(EXERCISE PROMPT) Every line below from the one containing "d.status == DeviceStatus::Owned)" through the one containing "fn device_status(&self, id: DeviceId)" must be transcribed exactly. Omit all lines outside that stretch.

(Collected data)
• • • •
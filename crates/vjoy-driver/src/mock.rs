use super::Driver;
use dashmap::DashMap;
use std::sync::{
    Arc,
    atomic::{AtomicBool, AtomicU64, Ordering},
};
use tracing::debug;
use vjoy_protocol::{
    AXIS_MAX, AXIS_MIN, AxisName, AxisSet, DeviceId, DeviceStatus, JoystickPosition,
    JoystickReport, TESTED_DRIVER_VERSION,
};

/// Configuration of one simulated device slot.
#[derive(Clone, Debug)]
pub struct MockDevice {
    pub status: DeviceStatus,
    pub axes: AxisSet,
    pub axis_range: (i32, i32),
    pub buttons: i32,
    pub discrete_hats: i32,
    pub continuous_hats: i32,
    /// Forced result of `AcquireVJD`; `None` grants only free devices.
    pub acquire_result: Option<bool>,
    pub accept_updates: bool,
}

impl Default for MockDevice {
    fn default() -> Self {
        Self {
            status: DeviceStatus::Free,
            axes: AxisSet::X | AxisSet::Y | AxisSet::Z,
            axis_range: (AXIS_MIN, AXIS_MAX),
            buttons: 8,
            discrete_hats: 1,
            continuous_hats: 0,
            acquire_result: None,
            accept_updates: true,
        }
    }
}

/// In-memory driver. Records every submitted snapshot as the wire image the
/// real driver would parse.
pub struct Mock {
    enabled: AtomicBool,
    devices: DashMap<DeviceId, MockDevice>,
    submitted: DashMap<DeviceId, Vec<JoystickReport>>,
    acquires: AtomicU64,
    button_queries: AtomicU64,
    driver_resets: AtomicU64,
}

impl Mock {
    pub fn new() -> Arc<Self> {
        Self::with_devices([])
    }

    pub fn with_devices(devices: impl IntoIterator<Item = (DeviceId, MockDevice)>) -> Arc<Self> {
        Arc::new(Self {
            enabled: AtomicBool::new(true),
            devices: devices.into_iter().collect(),
            submitted: DashMap::new(),
            acquires: AtomicU64::new(0),
            button_queries: AtomicU64::new(0),
            driver_resets: AtomicU64::new(0),
        })
    }

    pub fn insert(&self, id: DeviceId, device: MockDevice) {
        self.devices.insert(id, device);
    }

    pub fn set_enabled(&self, enabled: bool) {
        self.enabled.store(enabled, Ordering::SeqCst);
    }

    pub fn set_status(&self, id: DeviceId, status: DeviceStatus) {
        if let Some(mut d) = self.devices.get_mut(&id) {
            d.status = status;
        }
    }

    pub fn set_accept_updates(&self, id: DeviceId, accept: bool) {
        if let Some(mut d) = self.devices.get_mut(&id) {
            d.accept_updates = accept;
        }
    }

    pub fn submissions(&self, id: DeviceId) -> Vec<JoystickReport> {
        self.submitted.get(&id).map(|r| r.clone()).unwrap_or_default()
    }

    pub fn last_position(&self, id: DeviceId) -> Option<JoystickPosition> {
        self.submitted.get(&id).and_then(|r| r.last().map(JoystickReport::position))
    }

    /// Number of `AcquireVJD` calls so far.
    pub fn acquire_calls(&self) -> u64 {
        self.acquires.load(Ordering::SeqCst)
    }

    /// Number of button-count queries, one per capability discovery.
    pub fn discovery_calls(&self) -> u64 {
        self.button_queries.load(Ordering::SeqCst)
    }

    pub fn driver_resets(&self) -> u64 {
        self.driver_resets.load(Ordering::SeqCst)
    }

    fn is_owned(&self, id: DeviceId) -> bool {
        self.devices.get(&id).is_some_and(|d| d.status == DeviceStatus::Owned)
    }

    fn axis_range(&self, id: DeviceId, usage: u32) -> Option<(i32, i32)> {
        let d = self.devices.get(&id)?;
        AxisName::ALL
            .into_iter()
            .find(|a| a.usage() == usage && d.axes.contains(a.flag()))
            .map(|_| d.axis_range)
    }
}

impl Driver for Mock {
    fn version(&self) -> u16 {
        TESTED_DRIVER_VERSION
    }

    fn enabled(&self) -> bool {
        self.enabled.load(Ordering::SeqCst)
    }

    fn product_string(&self) -> Option<String> {
        Some("vJoy - Virtual Joystick (mock)".to_owned())
    }

    fn manufacturer_string(&self) -> Option<String> {
        Some("vjoy-driver".to_owned())
    }

    fn serial_string(&self) -> Option<String> {
        Some(format!("{:x}", TESTED_DRIVER_VERSION))
    }

    fn device_status(&self, id: DeviceId) -> DeviceStatus {
        self.devices.get(&id).map(|d| d.status).unwrap_or(DeviceStatus::Missing)
    }

    fn acquire(&self, id: DeviceId) -> bool {
        self.acquires.fetch_add(1, Ordering::SeqCst);
        let Some(mut d) = self.devices.get_mut(&id) else {
            return false;
        };
        let granted = d.acquire_result.unwrap_or(d.status == DeviceStatus::Free);
        if granted {
            d.status = DeviceStatus::Owned;
        }
        debug!(%id, granted, "mock acquire");
        granted
    }

    fn relinquish(&self, id: DeviceId) -> bool {
        let Some(mut d) = self.devices.get_mut(&id) else {
            return false;
        };
        if d.status != DeviceStatus::Owned {
            return false;
        }
        d.status = DeviceStatus::Free;
        true
    }

    fn button_count(&self, id: DeviceId) -> i32 {
        self.button_queries.fetch_add(1, Ordering::SeqCst);
        self.devices.get(&id).map(|d| d.buttons).unwrap_or(0)
    }

    fn discrete_hat_count(&self, id: DeviceId) -> i32 {
        self.devices.get(&id).map(|d| d.discrete_hats).unwrap_or(0)
    }

    fn continuous_hat_count(&self, id: DeviceId) -> i32 {
        self.devices.get(&id).map(|d| d.continuous_hats).unwrap_or(0)
    }

    fn axis_exists(&self, id: DeviceId, usage: u32) -> bool {
        self.axis_range(id, usage).is_some()
    }

    fn axis_min(&self, id: DeviceId, usage: u32) -> Option<i32> {
        self.axis_range(id, usage).map(|r| r.0)
    }

    fn axis_max(&self, id: DeviceId, usage: u32) -> Option<i32> {
        self.axis_range(id, usage).map(|r| r.1)
    }

    fn submit(&self, id: DeviceId, state: &JoystickPosition) -> bool {
        let accepted = self
            .devices
            .get(&id)
            .is_some_and(|d| d.status == DeviceStatus::Owned && d.accept_updates);
        if accepted {
            self.submitted.entry(id).or_default().push(JoystickReport::from(state));
        }
        accepted
    }

    fn reset_device(&self, id: DeviceId) -> bool {
        self.driver_resets.fetch_add(1, Ordering::SeqCst);
        self.is_owned(id)
    }

    fn reset_all(&self) -> bool {
        self.driver_resets.fetch_add(1, Ordering::SeqCst);
        self.enabled()
    }

    fn reset_buttons(&self, id: DeviceId) -> bool {
        self.driver_resets.fetch_add(1, Ordering::SeqCst);
        self.is_owned(id)
    }

    fn reset_hats(&self, id: DeviceId) -> bool {
        self.driver_resets.fetch_add(1, Ordering::SeqCst);
        self.is_owned(id)
    }
}

#[cfg(test)]
mod tests {
    use super::*;

    fn id(n: u8) -> DeviceId {
        DeviceId::new(n).unwrap()
    }

    #[test]
    fn unknown_slot_is_missing() {
        let m = Mock::new();
        assert_eq!(m.device_status(id(4)), DeviceStatus::Missing);
        assert!(!m.acquire(id(4)));
        assert_eq!(m.acquire_calls(), 1);
    }

    #[test]
    fn acquire_and_relinquish_flip_status() {
        let m = Mock::with_devices([(id(1), MockDevice::default())]);
        assert!(m.acquire(id(1)));
        assert_eq!(m.device_status(id(1)), DeviceStatus::Owned);
        assert!(m.relinquish(id(1)));
        assert_eq!(m.device_status(id(1)), DeviceStatus::Free);
        assert!(!m.relinquish(id(1)));
    }

    #[test]
    fn submit_requires_ownership() {
        let m = Mock::with_devices([(id(1), MockDevice::default())]);
        let pos = JoystickPosition::neutral(id(1));
        assert!(!m.submit(id(1), &pos));
        assert!(m.acquire(id(1)));
        assert!(m.submit(id(1), &pos));
        assert_eq!(m.submissions(id(1)).len(), 1);
        assert_eq!(m.last_position(id(1)), Some(pos));
    }

    #[test]
    fn axis_queries_follow_config() {
        let dev = MockDevice { axes: AxisSet::RX, axis_range: (0, 0x7FFF), ..Default::default() };
        let m = Mock::with_devices([(id(2), dev)]);
        assert!(m.axis_exists(id(2), AxisName::Rx.usage()));
        assert!(!m.axis_exists(id(2), AxisName::X.usage()));
        assert_eq!(m.axis_max(id(2), AxisName::Rx.usage()), Some(0x7FFF));
        assert_eq!(m.axis_min(id(2), AxisName::X.usage()), None);
    }
}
• • • •
(ANSWER SPACE)
        self.devices.get(&id).is_some_and(|d| d.status == DeviceStatus::Owned)
    }

    fn axis_range(&self, id: DeviceId, usage: u32) -> Option<(i32, i32)> {
        let d = self.devices.get(&id)?;
        AxisName::ALL
            .into_iter()
            .find(|a| a.usage() == usage && d.axes.contains(a.flag()))
            .map(|_| d.axis_range)
    }
}

impl Driver for Mock {
    fn version(&self) -> u16 {
        TESTED_DRIVER_VERSION
    }

    fn enabled(&self) -> bool {
        self.enabled.load(Ordering::SeqCst)
    }

    fn product_string(&self) -> Option<String> {
        Some("vJoy - Virtual Joystick (mock)".to_owned())
    }

    fn manufacturer_string(&self) -> Option<String> {
        Some("vjoy-driver".to_owned())
    }

    fn serial_string(&self) -> Option<String> {
        Some(format!("{:x}", TESTED_DRIVER_VERSION))
    }

    fn device_status(&self, id: DeviceId) -> DeviceStatus {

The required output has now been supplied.